CJSA requirements made far-reaching changes to the Wetterling Act and gave States greater leeway in how they chose to implement sex offender registration requirements. The intent of the Act was to assist law enforcement with guidelines to maintain public safety through the use of registration and transfer of information concerning sexual predators and recidivists. It gave the states a minimum standard of performance while allowing states to maximize safety for the public at the discretion of the state. It also does not require that a state implement the provisions by statute. A clarification process was implemented prior to the publication of the final guideline that was intended to assist States to hold to the intent of the law. We will explore some of these clarifications here.



Within the offense coverage it was not the intent of the law that all sex offenders be required to register. Registration is specifically required of individual offenders who committed particularly heinous crimes or have a history of recidivism (Federal Register, 1998). This includes aggravated offenders and recidivists. In determining whether an offender is considered an aggravated offender the following definition applies:

"As defined in federal law (18 U.S.C. 2241), which principally encompasses: (1) engaging in sexual acts in involving penetration with victims of any age through the use of force or the threat of serious violence; and (2) engaging in sexual acts involving penetration with victims below the age of 12 (Federal Register, 1998, pp. 6-7)."
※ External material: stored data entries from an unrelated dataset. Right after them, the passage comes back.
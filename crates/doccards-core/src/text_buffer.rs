/// Editable text with a byte-offset cursor that always sits on a char boundary.
///
/// Backs both the description draft of a card being edited and the path field
/// of the file picker dialog.
#[derive(Debug, Clone, Default, PartialEq, Eq)]
pub struct TextBuffer {
    text: String,
    cursor: usize,
}

impl TextBuffer {
    pub fn new() -> Self {
        Self::default()
    }

    /// Seed the buffer with existing text, cursor at the end.
    pub fn from_text(text: impl Into<String>) -> Self {
        let text = text.into();
        let cursor = text.len();
        Self { text, cursor }
    }

    pub fn as_str(&self) -> &str {
        &self.text
    }

    pub fn into_string(self) -> String {
        self.text
    }

    pub fn is_empty(&self) -> bool {
        self.text.is_empty()
    }

    pub fn cursor(&self) -> usize {
        self.cursor
    }

    pub fn insert_char(&mut self, c: char) {
        self.text.insert(self.cursor, c);
        self.cursor += c.len_utf8();
    }

    pub fn insert_newline(&mut self) {
        self.insert_char('\n');
    }

    pub fn backspace(&mut self) {
        if let Some(prev) = self.prev_char() {
            self.cursor -= prev.len_utf8();
            self.text.remove(self.cursor);
        }
    }

    pub fn delete(&mut self) {
        if self.cursor < self.text.len() {
            self.text.remove(self.cursor);
        }
    }

    pub fn move_left(&mut self) {
        if let Some(prev) = self.prev_char() {
            self.cursor -= prev.len_utf8();
        }
    }

    pub fn move_right(&mut self) {
        if let Some(next) = self.text[self.cursor..].chars().next() {
            self.cursor += next.len_utf8();
        }
    }

    /// Start of the current line.
    pub fn move_home(&mut self) {
        self.cursor = self.text[..self.cursor]
            .rfind('\n')
            .map(|idx| idx + 1)
            .unwrap_or(0);
    }

    /// End of the current line.
    pub fn move_end(&mut self) {
        self.cursor = self.text[self.cursor..]
            .find('\n')
            .map(|idx| self.cursor + idx)
            .unwrap_or(self.text.len());
    }

    pub fn clear(&mut self) {
        self.text.clear();
        self.cursor = 0;
    }

    pub fn set(&mut self, text: impl Into<String>) {
        *self = Self::from_text(text);
    }

    /// Zero-based (line, column) of the cursor, column counted in chars.
    pub fn cursor_line_col(&self) -> (usize, usize) {
        let before = &self.text[..self.cursor];
        let line = before.matches('\n').count();
        let line_start = before.rfind('\n').map(|idx| idx + 1).unwrap_or(0);
        (line, before[line_start..].chars().count())
    }

    fn prev_char(&self) -> Option<char> {
        self.text[..self.cursor].chars().next_back()
    }
}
Registration requirement is not, for instance, imposed on individuals convicted of consensual adult sodomy. A more comprehensive coverage of offenses is contained in Appendix A. Although the Act states that the status of sexually violent predator be at the "recommendation of a board with specific composition (42 U.S.C. 14071(a)(2)(A)" (Federal Register, 1998, p. 6), the Attorney General can grant a waiver provided the state has an alternative procedure. Again, the Act leaves much to the discretion of the states. The Act often requires that the states in question have "alternative measures of comparable or greater effectiveness in protecting the public from less usually dangerous or recidivistic sexual offenders" (Federal Register, 1998, p 6).



In assessing whether a sex offender is considered dangerous or recidivistic, Oregon requires that the offender be scored in three of nine categories under their Risk Assessment Scale. The nine categories of criteria include: history of sex offense convictions, stranger to the victim, multiple victims, use of weapons, threats or coercion, predatory behavior, prior non-sexual criminal history, forcible rape, use of a weapon during the commission of the offense, and men who molest boys (multiple male victims) (Oregon Dept of Corrections, 1995).



Minnesota, for instance, requires that their committee, for the purpose of assessment, can have access to private medical data, welfare data, private and confidential court services data, corrections data and private criminal history data. This data, however, cannot be disclosed outside the committee (Minnesota Session Laws, 1996). It is interesting to note that Minnesota also has registration and notification for the following categories of offenders: murder under section 609.185, clause (2); kidnapping under section 609.25, involving a minor victim; and criminal sexual conduct under section 609.342; 609.343; 609.344 and 609.345 (Minnesota Session Laws, 1996).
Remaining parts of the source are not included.